A Roadmap to Design Robust Redox Shuttles for Lithium-Ion Batteries

Wednesday, 27 May 2015: 08:20
Salon A-3 (Hilton Chicago)
S. A. Odom (Department of Chemistry, University of Kentucky), C. Risko, M. D. Casselman, C. F. Elliott (University of Kentucky), S. Ergun (Department of Chemistry, University of Kentucky), and A. P. Kaur (University of Kentucky)

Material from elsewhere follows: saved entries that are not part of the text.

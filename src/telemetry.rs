//! Tracing subscriber setup.
//!
//! `RUST_LOG` takes precedence over the configured level.

use tracing_subscriber::EnvFilter;
use tracing_subscriber::layer::SubscriberExt;
use tracing_subscriber::util::SubscriberInitExt;

use crate::BriefingError;
use crate::config::LoggingConfig;

/// Build the level filter: `RUST_LOG` if set, otherwise the configured level
fn env_filter(config: &LoggingConfig) -> EnvFilter {
    EnvFilter::try_from_default_env().unwrap_or_else(|_| EnvFilter::new(&config.level))
}

/// Install the global subscriber. Logs go to stderr so stdout stays clean for JSON output.
pub fn init_tracing(config: &LoggingConfig) -> crate::Result<()> {
    let registry = tracing_subscriber::registry().with(env_filter(config));

    let result = if config.format == "json" {
        registry
            .with(
                tracing_subscriber::fmt::layer()
                    .json()
                    .with_current_span(true)
                    .with_writer(std::io::stderr),
            )
            .try_init()
    } else {
        registry
            .with(
                tracing_subscriber::fmt::layer()
                    .with_target(false)
                    .with_writer(std::io::stderr),
            )
            .try_init()
    };

    result.map_err(|e| BriefingError::config(format!("Failed to initialize logging: {e}")))
}

#[cfg(test)]
mod tests {
    use super::*;

    #[test]
    fn test_second_init_is_an_error() {
        let config = LoggingConfig::default();
        let _ = init_tracing(&config);
        assert!(init_tracing(&config).is_err());
    }
}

In designing robust, effective redox shuttles for overcharge protection in lithium-ion batteries, a variety of factors are necessary to consider and evaluate. The stability and reactivity of the radical cation form of a redox shuttle candidate are critical to extensive overcharge performance. Radical cations are subject to a variety of reactions because of their unpaired electron and positive charge, making them subject to nucleophilic attack and dimerization, among other reactions including disproportionation or premature reduction. Equally as important is the stability of the neutral form of the redox shuttle, which may decompose through reaction with electrolyte, SEI, and/or be reduced at the anode/electrolyte interface. Neither stability nor reactivity is easy to predict, although an understanding of organic chemistry can lead to some general guidelines for the design of less reactive species. Density functional theory (DFT) calculations can be used to predict energies of reaction and have been employed by Curtiss, Dahn, and our group. DFT calculations can also be used to compute oxidation and reduction potentials, helping to identify promising candidates before synthesizing materials. This presentation focuses on our work using DFT calculations to help us identify promising redox shuttles and to gain a better understanding of their reactivity and includes experimental data in support of some of the proposed mechanisms of decomposition.